▸ **TRY IT**: Among these records, tally each line with the word "ledger"; the answer is that number alone.

##########

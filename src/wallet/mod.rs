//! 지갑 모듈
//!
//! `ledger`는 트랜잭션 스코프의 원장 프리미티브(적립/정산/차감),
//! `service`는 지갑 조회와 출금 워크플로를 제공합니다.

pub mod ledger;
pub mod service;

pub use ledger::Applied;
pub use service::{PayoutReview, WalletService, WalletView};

##########

▸ **TASK RESULT**: 3